FDA approves $5 COVID-19 test that provides results within 15 minutes
The FDA has issued emergency approval for a new rapid COVID test that is inexpensive and can be widely distributed. Experts are hopeful this can mean more people can get answers quickly and return to normal activities.
Doctors are calling it a "game-changer." Abbott Labs has announced a new rapid COVID-test which is portable, the size of a credit card. It's cheap, about $5, and it returns results in just 15 minutes.
An app, then allows you to display your test results for work or school.
"BinaxNOW now and the Navica app give us a rapid, reliable, affordable test at massive scale and a digital health tool that will help us more safely get back to daily life," says John Hackett Jr. of Abbott Laboratories.
"We've been asking for this for a long time," says Dr. Caesar Djavaherian, co-founder and medical director of Carbon Health.

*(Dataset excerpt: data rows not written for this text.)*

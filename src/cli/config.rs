//! Connection configuration for CLI commands.

use crate::Result;
use crate::config::{ClientConfig, ConfigFile};
use std::path::Path;
use tracing::debug;

/// Resolves the client configuration for a CLI invocation.
///
/// The optional TOML file supplies the connection; `url` (from `--url` or
/// `POLYSTORE_URL`) replaces the file's URL when given.
///
/// # Errors
///
/// Returns an error if the file cannot be read or parsed, or if no
/// connection is configured at all.
pub fn load_client_config(path: Option<&Path>, url: Option<&str>) -> Result<ClientConfig> {
    let file = match path {
        Some(path) => {
            debug!(path = %path.display(), "Loading config file");
            ConfigFile::load(path)?
        },
        None => ConfigFile::default(),
    };
    file.into_client_config(url)
}

#[cfg(test)]
mod tests {
    use super::*;
    use crate::Error;
    use crate::config::BackendType;
    use std::io::Write;

    #[test]
    fn test_url_without_file() {
        let config = load_client_config(None, Some("redis://cache/4")).unwrap();
        assert_eq!(config.backend_type, Some(BackendType::Redis));
        assert_eq!(config.database, "4");
    }

    #[test]
    fn test_nothing_configured() {
        assert!(matches!(
            load_client_config(None, None),
            Err(Error::Configuration(msg)) if msg == "connection string required"
        ));
    }

    #[test]
    fn test_url_overrides_file() {
        let mut file = tempfile::NamedTempFile::new().unwrap();
        writeln!(
            file,
            "[connection]\nurl = \"mysql://app@db/tasks\"\n\n[[flag_aliases]]\ncanonical = \"done\"\nlegacy = \"is_done\""
        )
        .unwrap();

        let config = load_client_config(Some(file.path()), None).unwrap();
        assert_eq!(config.backend_type, Some(BackendType::MySql));
        assert_eq!(config.flag_aliases.len(), 1);

        let config =
            load_client_config(Some(file.path()), Some("mongodb://other/inventory")).unwrap();
        assert_eq!(config.backend_type, Some(BackendType::MongoDb));
        assert_eq!(config.database, "inventory");
        assert_eq!(config.flag_aliases.len(), 1);
    }

    #[test]
    fn test_missing_file() {
        let err = load_client_config(Some(Path::new("/nonexistent/polystore.toml")), None);
        assert!(matches!(err, Err(Error::OperationFailed { .. })));
    }
}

Carbon has 25 primary and urgent care clinics nationwide, 10 of them in California.
They have been early adopters of Abbott technology. But their first rapid test required a tabletop machine to get results.

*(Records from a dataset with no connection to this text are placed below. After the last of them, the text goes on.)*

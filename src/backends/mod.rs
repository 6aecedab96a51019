//! Backend adapters.
//!
//! One adapter per storage paradigm, selected once at connect time:
//!
//! | Backend | Adapter | Driver | Feature |
//! |---------|---------|--------|---------|
//! | PostgreSQL | [`PostgresAdapter`] | `tokio-postgres` | `postgres` |
//! | MySQL / MariaDB | [`MySqlAdapter`] | `sqlx` | `mysql` |
//! | MongoDB | [`MongoAdapter`] | `mongodb` | `mongodb` |
//! | Redis | [`KeyValueAdapter`] over [`RedisStore`] | `redis` | `redis` |
//!
//! Backends whose feature is not compiled in fail to connect with
//! [`Error::FeatureNotEnabled`]. [`MemoryStore`] is always available for
//! programmatic use.

pub mod document;
pub mod key_value;
pub mod memory;
mod mongodb;
mod mysql;
mod postgres;
mod redis;
pub mod sql;
mod traits;

pub use key_value::{KeyValueAdapter, WritePlan};
pub use memory::MemoryStore;
pub use mongodb::MongoAdapter;
pub use mysql::MySqlAdapter;
pub use postgres::PostgresAdapter;
pub use redis::RedisStore;
pub use traits::{Adapter, Connector, KeyValueStore};

use crate::config::{BackendType, ClientConfig};
use crate::{Error, Result};

const POSTGRES_OPTIONS: &[&str] = &["application_name", "options", "sslmode"];
const MYSQL_OPTIONS: &[&str] = &["charset"];
const REDIS_OPTIONS: &[&str] = &[];

/// Connects through the compiled-in native drivers.
#[derive(Debug, Clone, Copy, Default)]
pub struct NativeConnector;

impl NativeConnector {
    /// Creates the native connector.
    #[must_use]
    pub const fn new() -> Self {
        Self
    }

    /// Driver options each backend understands.
    ///
    /// `None` means every option is forwarded to the driver.
    #[must_use]
    pub const fn known_options(backend: BackendType) -> Option<&'static [&'static str]> {
        match backend {
            BackendType::Postgres => Some(POSTGRES_OPTIONS),
            BackendType::MySql | BackendType::MariaDb => Some(MYSQL_OPTIONS),
            BackendType::MongoDb => None,
            BackendType::Redis => Some(REDIS_OPTIONS),
        }
    }

    fn warn_unknown_options(backend: BackendType, config: &ClientConfig) {
        let Some(known) = Self::known_options(backend) else {
            return;
        };
        for key in config.extra_options.keys() {
            if !known.contains(&key.as_str()) {
                tracing::warn!(backend = %backend, option = %key, "Ignoring unsupported driver option");
            }
        }
    }
}

impl Connector for NativeConnector {
    fn connect(&self, config: &ClientConfig) -> Result<Box<dyn Adapter>> {
        let backend = config
            .backend_type
            .ok_or_else(|| Error::Configuration("backend type required".to_string()))?;
        Self::warn_unknown_options(backend, config);

        match backend {
            BackendType::Postgres => Ok(Box::new(PostgresAdapter::connect(config)?)),
            BackendType::MySql | BackendType::MariaDb => {
                Ok(Box::new(MySqlAdapter::connect(backend, config)?))
            },
            BackendType::MongoDb => Ok(Box::new(MongoAdapter::connect(config)?)),
            BackendType::Redis => Ok(Box::new(KeyValueAdapter::new(RedisStore::connect(
                config,
            )?))),
        }
    }
}
//! The client facade.
//!
//! A [`Client`] owns one configuration and at most one live adapter. The
//! connection state is explicit:
//!
//! ```text
//! Disconnected --connect / first operation--> Connected --disconnect--> Disconnected
//! ```
//!
//! A failed connect leaves the client `Disconnected`. Every generic
//! operation connects lazily, so a client can be used without calling
//! [`Client::connect`] first. For a unit of work that must not leak its
//! connection, use [`Client::scoped`] or [`Client::session`].

use crate::backends::{Adapter, Connector, KeyValueStore, NativeConnector};
use crate::config::{BackendType, ClientConfig, ClientMode, ConnectionOverrides};
use crate::connection_string;
use crate::models::{Filter, InsertOutcome, QueryOutcome, Record, SelectQuery, WriteSpec};
use crate::normalize::Normalizer;
use crate::{Error, Result};
use serde_json::Value;
use std::fmt;
use std::ops::{Deref, DerefMut};
use std::sync::Arc;
use tracing::{debug, info, instrument, warn};

/// Message carried by every remote-API failure.
pub const REMOTE_API_PENDING: &str = "API mode will be implemented in a future release";

/// Metrics label used for remote-API clients, which have no backend type.
const REMOTE_API_LABEL: &str = "remote_api";

/// Observable connection state of a [`Client`].
#[derive(Debug, Clone, Copy, PartialEq, Eq)]
pub enum ConnectionState {
    /// No native connection is held.
    Disconnected,
    /// An adapter is bound to a live native connection.
    Connected,
}

/// Unified data-access client.
pub struct Client {
    config: ClientConfig,
    connector: Arc<dyn Connector>,
    adapter: Option<Box<dyn Adapter>>,
    normalizer: Normalizer,
}

impl fmt::Debug for Client {
    fn fmt(&self, f: &mut fmt::Formatter<'_>) -> fmt::Result {
        f.debug_struct("Client")
            .field("config", &self.config)
            .field("state", &self.state())
            .finish_non_exhaustive()
    }
}

impl Client {
    /// Creates a client that connects through the native drivers.
    #[must_use]
    pub fn new(config: ClientConfig) -> Self {
        Self::with_connector(config, Arc::new(NativeConnector::new()))
    }

    /// Creates a client with a custom connector.
    #[must_use]
    pub fn with_connector(config: ClientConfig, connector: Arc<dyn Connector>) -> Self {
        let normalizer = Normalizer::new(config.flag_aliases.clone());
        Self {
            config,
            connector,
            adapter: None,
            normalizer,
        }
    }

    /// Creates a client from a connection string.
    ///
    /// # Errors
    ///
    /// Returns [`Error::Configuration`] if the connection string is empty,
    /// malformed or names an unsupported backend.
    pub fn from_connection_string(uri: &str, overrides: ConnectionOverrides) -> Result<Self> {
        connection_string::parse(uri, overrides).map(Self::new)
    }

    /// Creates a remote-API client.
    ///
    /// Construction succeeds; every operation fails with
    /// [`Error::NotImplemented`].
    #[must_use]
    pub fn from_api_token(
        token: impl Into<String>,
        instance_id: impl Into<String>,
        api_url: Option<&str>,
    ) -> Self {
        Self::new(ClientConfig::remote_api(token, instance_id, api_url))
    }

    /// Returns the configuration.
    #[must_use]
    pub const fn config(&self) -> &ClientConfig {
        &self.config
    }

    /// Returns the configured backend type (`None` in remote-API mode).
    #[must_use]
    pub const fn backend_type(&self) -> Option<BackendType> {
        self.config.backend_type
    }

    /// Returns the current connection state.
    #[must_use]
    pub const fn state(&self) -> ConnectionState {
        if self.adapter.is_some() {
            ConnectionState::Connected
        } else {
            ConnectionState::Disconnected
        }
    }

    /// Returns `true` while a native connection is held.
    #[must_use]
    pub const fn is_connected(&self) -> bool {
        self.adapter.is_some()
    }

    /// Establishes the native connection. No-op when already connected.
    ///
    /// # Errors
    ///
    /// Returns [`Error::NotImplemented`] in remote-API mode,
    /// [`Error::Connection`] if the driver cannot establish a session, and
    /// [`Error::FeatureNotEnabled`] if the backend was not compiled in.
    pub fn connect(&mut self) -> Result<()> {
        if self.adapter.is_some() {
            return Ok(());
        }
        if self.config.mode == ClientMode::RemoteApi {
            return Err(Error::NotImplemented(REMOTE_API_PENDING.to_string()));
        }

        let backend = self.backend_label();
        match self.connector.connect(&self.config) {
            Ok(adapter) => {
                metrics::counter!(
                    "polystore_connections_total",
                    "backend" => backend,
                    "status" => "success"
                )
                .increment(1);
                info!(
                    backend,
                    host = %self.config.host,
                    port = self.config.port,
                    database = %self.config.database,
                    "Connected"
                );
                self.adapter = Some(adapter);
                Ok(())
            },
            Err(e) => {
                metrics::counter!(
                    "polystore_connections_total",
                    "backend" => backend,
                    "status" => "error"
                )
                .increment(1);
                warn!(backend, error = %e, "Connect failed");
                Err(e)
            },
        }
    }

    /// Releases the native connection. No-op when not connected.
    ///
    /// The client is `Disconnected` afterwards even if closing fails.
    ///
    /// # Errors
    ///
    /// Returns the driver's error if closing the connection fails.
    pub fn disconnect(&mut self) -> Result<()> {
        let Some(mut adapter) = self.adapter.take() else {
            return Ok(());
        };
        let result = adapter.close();
        info!(backend = self.backend_label(), "Disconnected");
        result
    }

    /// Returns every record of `source` matching `query`.
    ///
    /// | Backend | Behavior |
    /// |---------|----------|
    /// | Relational | `SELECT` with positional bind parameters |
    /// | Document | filter and limit applied; columns and ordering ignored |
    /// | Key-value | `source` is a key; one `{key, value}` record or none |
    ///
    /// # Errors
    ///
    /// Returns an error if connecting or the native call fails.
    #[instrument(skip(self, query), fields(operation = "select"))]
    pub fn select(&mut self, source: &str, query: SelectQuery) -> Result<Vec<Record>> {
        let records = self.run("select", |adapter| adapter.find_all(source, &query))?;
        Ok(self.normalizer.records(records))
    }

    /// Returns the first record of `source` matching `filter`.
    ///
    /// # Errors
    ///
    /// Returns [`Error::Configuration`] on the key-value backend, or an
    /// error if connecting or the native call fails.
    #[instrument(skip(self, filter), fields(operation = "find_one"))]
    pub fn find_one(&mut self, source: &str, filter: &Filter) -> Result<Option<Record>> {
        let record = self.run("find_one", |adapter| adapter.find_one(source, filter))?;
        Ok(record.map(|r| self.normalizer.record(r)))
    }

    /// Writes `data` into `source`.
    ///
    /// On the key-value backend the shape of `data` decides the write: a
    /// mapping with several fields becomes hash fields under `source`, a
    /// single field is stored under `"<source>:<field>"`, and any other
    /// value is stored under `source` itself.
    ///
    /// # Errors
    ///
    /// Returns [`Error::Operation`] for an empty or unusable payload, or an
    /// error if connecting or the native call fails.
    #[instrument(skip(self, data), fields(operation = "insert"))]
    pub fn insert(&mut self, source: &str, data: impl Into<Value>) -> Result<InsertOutcome> {
        let data = data.into();
        self.run("insert", |adapter| adapter.insert(source, &data))
    }

    /// Applies `data` to every record of `source` matching `filter`.
    ///
    /// Returns the affected count.
    ///
    /// # Errors
    ///
    /// Returns [`Error::Operation`] for an empty payload (or an empty filter
    /// on a relational backend), or an error if connecting or the native
    /// call fails.
    #[instrument(skip(self, data, filter), fields(operation = "update"))]
    pub fn update(&mut self, source: &str, data: &WriteSpec, filter: &Filter) -> Result<u64> {
        self.run("update", |adapter| adapter.update(source, data, filter))
    }

    /// Removes records of `source` matching `filter`.
    ///
    /// A relational delete without a non-empty filter is rejected before
    /// any connection is made. A document delete without a filter removes
    /// nothing. On the key-value backend `source` is the key to remove.
    ///
    /// # Errors
    ///
    /// Returns [`Error::Operation`] for a relational delete without a
    /// filter, or an error if connecting or the native call fails.
    #[instrument(skip(self, filter), fields(operation = "delete"))]
    pub fn delete(&mut self, source: &str, filter: Option<&Filter>) -> Result<u64> {
        let unfiltered = filter.is_none_or(Filter::is_empty);
        if unfiltered && self.backend_type().is_some_and(BackendType::is_relational) {
            let result = Err(Error::Operation("delete requires a filter".to_string()));
            record_operation(self.backend_label(), "delete", &result);
            return result;
        }
        self.run("delete", |adapter| adapter.delete(source, filter))
    }

    /// Removes one or more keys and returns how many existed.
    ///
    /// # Errors
    ///
    /// Returns [`Error::Configuration`] on non-key-value backends, or an
    /// error if connecting or the native call fails.
    pub fn delete_keys(&mut self, keys: &[&str]) -> Result<u64> {
        self.require_key_value()?;
        let backend = self.backend_label();
        self.run("delete", |adapter| {
            adapter
                .key_value()
                .ok_or_else(|| key_value_unavailable(backend))?
                .del(keys)
        })
    }

    /// Executes a raw statement on a relational backend.
    ///
    /// Statements starting with `SELECT` return their rows; anything else
    /// returns the affected count. Results are not normalized.
    ///
    /// # Errors
    ///
    /// Returns [`Error::Configuration`] on non-relational backends, or an
    /// error if connecting or the native call fails.
    #[instrument(skip(self, sql, params), fields(operation = "query"))]
    pub fn query(&mut self, sql: &str, params: &[Value]) -> Result<QueryOutcome> {
        self.run("query", |adapter| adapter.query(sql, params))
    }

    /// Returns the key-value primitives of the bound store.
    ///
    /// # Errors
    ///
    /// Returns [`Error::Configuration`] on non-key-value backends, or an
    /// error if connecting fails.
    pub fn key_value(&mut self) -> Result<&mut dyn KeyValueStore> {
        self.require_key_value()?;
        let backend = self.backend_label();
        self.adapter_mut()?
            .key_value()
            .ok_or_else(|| key_value_unavailable(backend))
    }

    /// Connects and returns a guard that disconnects when dropped.
    ///
    /// # Errors
    ///
    /// Returns an error if connecting fails; nothing is held in that case.
    pub fn session(&mut self) -> Result<Session<'_>> {
        self.connect()?;
        Ok(Session { client: self })
    }

    /// Runs `body` between a connect and an unconditional disconnect.
    ///
    /// When both the body and the disconnect fail, the body's error is
    /// returned and the disconnect error is logged.
    ///
    /// # Errors
    ///
    /// Returns the connect error, the body's error, or the disconnect error,
    /// in that order of precedence.
    pub fn scoped<T>(&mut self, body: impl FnOnce(&mut Self) -> Result<T>) -> Result<T> {
        self.connect()?;
        let outcome = body(self);
        let released = self.disconnect();
        match (outcome, released) {
            (Ok(value), Ok(())) => Ok(value),
            (Ok(_), Err(e)) | (Err(e), Ok(())) => Err(e),
            (Err(e), Err(close_err)) => {
                warn!(error = %close_err, "Disconnect failed after scoped error");
                Err(e)
            },
        }
    }

    fn backend_label(&self) -> &'static str {
        self.config
            .backend_type
            .map_or(REMOTE_API_LABEL, BackendType::as_str)
    }

    fn require_key_value(&self) -> Result<()> {
        match self.config.backend_type {
            Some(backend) if !backend.is_key_value() => Err(key_value_unavailable(backend.as_str())),
            _ => Ok(()),
        }
    }

    fn adapter_mut(&mut self) -> Result<&mut Box<dyn Adapter>> {
        self.connect()?;
        self.adapter
            .as_mut()
            .ok_or_else(|| Error::NotImplemented(REMOTE_API_PENDING.to_string()))
    }

    fn run<T>(
        &mut self,
        operation: &'static str,
        call: impl FnOnce(&mut dyn Adapter) -> Result<T>,
    ) -> Result<T> {
        let backend = self.backend_label();
        debug!(backend, operation, "Dispatching");
        let result = self
            .adapter_mut()
            .and_then(|adapter| call(&mut **adapter));
        record_operation(backend, operation, &result);
        result
    }
}

impl Drop for Client {
    fn drop(&mut self) {
        if let Err(e) = self.disconnect() {
            warn!(error = %e, "Disconnect failed while dropping client");
        }
    }
}

fn key_value_unavailable(backend: &str) -> Error {
    Error::Configuration(format!(
        "key-value primitives are not available on the {backend} backend"
    ))
}

fn record_operation<T>(backend: &'static str, operation: &'static str, result: &Result<T>) {
    let status = if result.is_ok() { "success" } else { "error" };
    metrics::counter!(
        "polystore_operations_total",
        "backend" => backend,
        "operation" => operation,
        "status" => status
    )
    .increment(1);
}

/// A connected client that disconnects when dropped.
///
/// Dereferences to [`Client`], so every operation is available on it.
#[derive(Debug)]
pub struct Session<'a> {
    client: &'a mut Client,
}

impl Session<'_> {
    /// Disconnects now, reporting any close error.
    ///
    /// # Errors
    ///
    /// Returns the driver's error if closing the connection fails.
    pub fn finish(self) -> Result<()> {
        // Drop runs afterwards and finds nothing to release.
        self.client.disconnect()
    }
}

impl Deref for Session<'_> {
    type Target = Client;

    fn deref(&self) -> &Client {
        self.client
    }
}

impl DerefMut for Session<'_> {
    fn deref_mut(&mut self) -> &mut Client {
        self.client
    }
}

impl Drop for Session<'_> {
    fn drop(&mut self) {
        if let Err(e) = self.client.disconnect() {
            warn!(error = %e, "Disconnect failed while ending session");
        }
    }
}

"The machine itself is cumbersome and it's expensive. And not all healthcare providers have the machine. And the test cartridges are just much much more expensive than this antigen test, which is more like a pregnancy test," says Djavaherian.
SFO had set up to use that earlier rapid test too for flight crews heading on the job.
But doctors envision this new more portable test having even wider applications.
"You can imagine deploying it in schools or in movie theaters before people go in. The one difference, the one caveat is the FDA is still recommending that your doctor run the swab and run the test," said Djavaherian.
There's another caveat too: so far the FDA has only recommended this test for people with active symptoms.
Doctors hope that changes. With wait times for some COVID test results running one to two weeks, they say the more people who can access rapid testing, the better.
"Being able to do an onsite rapid test means you just get back to your normal life faster. The human impact of that is massive," says Djavaherian.
Carbon Health expects to get its first batch of the new portable rapid tests in about two weeks. Abbott plans to ship tens of millions of tests in September, ramping up to 50 million tests a month at the beginning of October.